> [YOUR GOAL]
In the data that follows, every line containing the word "OrderError" should be returned.

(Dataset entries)
-- Opening Marker --
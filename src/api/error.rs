use actix_web::http::StatusCode;
use actix_web::{HttpResponse, ResponseError};
use validator::ValidationErrors;

use crate::domain::catalog::CatalogError;
use crate::domain::order::OrderError;
use crate::domain::user::UserError;
use crate::domain::ErrorKind;

// ============================================================================
// Transport Error Mapping
// ============================================================================
//
// NotFound → 404, Validation → 400, Conflict → 409, Unauthorized → 401,
// Repository and Internal → 500. Server-side causes are logged here and
// never returned to the client.
//
// ============================================================================

#[derive(Debug, thiserror::Error)]
pub enum ApiError {
    #[error(transparent)]
    Order(#[from] OrderError),

    #[error(transparent)]
    Catalog(#[from] CatalogError),

    #[error(transparent)]
    User(#[from] UserError),

    #[error("{0}")]
    BadRequest(String),

    #[error("{0}")]
    Unauthorized(String),

    #[error("{0}")]
    Forbidden(String),

    #[error("{0}")]
    Internal(String),
}

impl From<ValidationErrors> for ApiError {
    fn from(errors: ValidationErrors) -> Self {
        ApiError::BadRequest(format!("invalid request: {}", errors))
    }
}

impl ApiError {
    fn kind(&self) -> Option<ErrorKind> {
        match self {
            ApiError::Order(e) => Some(e.kind()),
            ApiError::Catalog(e) => Some(e.kind()),
            ApiError::User(e) => Some(e.kind()),
            _ => None,
        }
    }
}

impl ResponseError for ApiError {
    fn status_code(&self) -> StatusCode {
        match self.kind() {
            Some(ErrorKind::NotFound) => StatusCode::NOT_FOUND,
            Some(ErrorKind::Validation) => StatusCode::BAD_REQUEST,
            Some(ErrorKind::Conflict) => StatusCode::CONFLICT,
            Some(ErrorKind::Unauthorized) => StatusCode::UNAUTHORIZED,
            Some(ErrorKind::Repository | ErrorKind::Internal) => StatusCode::INTERNAL_SERVER_ERROR,
            None => match self {
                ApiError::BadRequest(_) => StatusCode::BAD_REQUEST,
                ApiError::Unauthorized(_) => StatusCode::UNAUTHORIZED,
                ApiError::Forbidden(_) => StatusCode::FORBIDDEN,
                _ => StatusCode::INTERNAL_SERVER_ERROR,
            },
        }
    }

    fn error_response(&self) -> HttpResponse {
        let status = self.status_code();

        let message = if status == StatusCode::INTERNAL_SERVER_ERROR {
            tracing::error!(error = %self, "Request failed");
            "internal server error".to_string()
        } else {
            self.to_string()
        };

        HttpResponse::build(status).json(serde_json::json!({ "error": message }))
    }
}

#[cfg(test)]
mod tests {
    use super::*;
    use crate::domain::order::OrderStatus;
    use crate::repository::RepositoryError;
    use actix_web::body::to_bytes;
    use uuid::Uuid;

    async fn body_of(err: ApiError) -> serde_json::Value {
        let body = to_bytes(err.error_response().into_body()).await.unwrap();
        serde_json::from_slice(&body).unwrap()
    }

    #[test]
    fn test_status_codes_follow_error_kind() {
        let id = Uuid::new_v4();

        assert_eq!(ApiError::from(OrderError::OrderNotFound(id)).status_code(), StatusCode::NOT_FOUND);
        assert_eq!(
            ApiError::from(OrderError::DeleteNotAllowed(OrderStatus::Delivered)).status_code(),
            StatusCode::BAD_REQUEST
        );
        assert_eq!(ApiError::from(UserError::EmailTaken).status_code(), StatusCode::CONFLICT);
        assert_eq!(
            ApiError::from(UserError::InvalidCredentials).status_code(),
            StatusCode::UNAUTHORIZED
        );
        assert_eq!(ApiError::Forbidden("no".into()).status_code(), StatusCode::FORBIDDEN);
    }

    #[actix_web::test]
    async fn test_repository_cause_is_hidden() {
        let err = ApiError::from(OrderError::from(RepositoryError::Unavailable(
            "password=hunter2 host=db".into(),
        )));

        assert_eq!(err.status_code(), StatusCode::INTERNAL_SERVER_ERROR);
        assert_eq!(body_of(err).await["error"], "internal server error");
    }

    #[actix_web::test]
    async fn test_validation_message_is_returned() {
        let err = ApiError::from(OrderError::InvalidStatusTransition {
            from: OrderStatus::Pending,
            to: OrderStatus::Ready,
        });

        assert_eq!(
            body_of(err).await["error"],
            "Invalid status transition from PENDING to READY"
        );
    }
}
-- Closing Marker --
> [RESPONSE AREA]
use crate::domain::order::OrderError;
    Order(#[from] OrderError),
        assert_eq!(ApiError::from(OrderError::OrderNotFound(id)).status_code(), StatusCode::NOT_FOUND);
            ApiError::from(OrderError::DeleteNotAllowed(OrderStatus::Delivered)).status_code(),
        let err = ApiError::from(OrderError::from(RepositoryError::Unavailable(
        let err = ApiError::from(OrderError::InvalidStatusTransition {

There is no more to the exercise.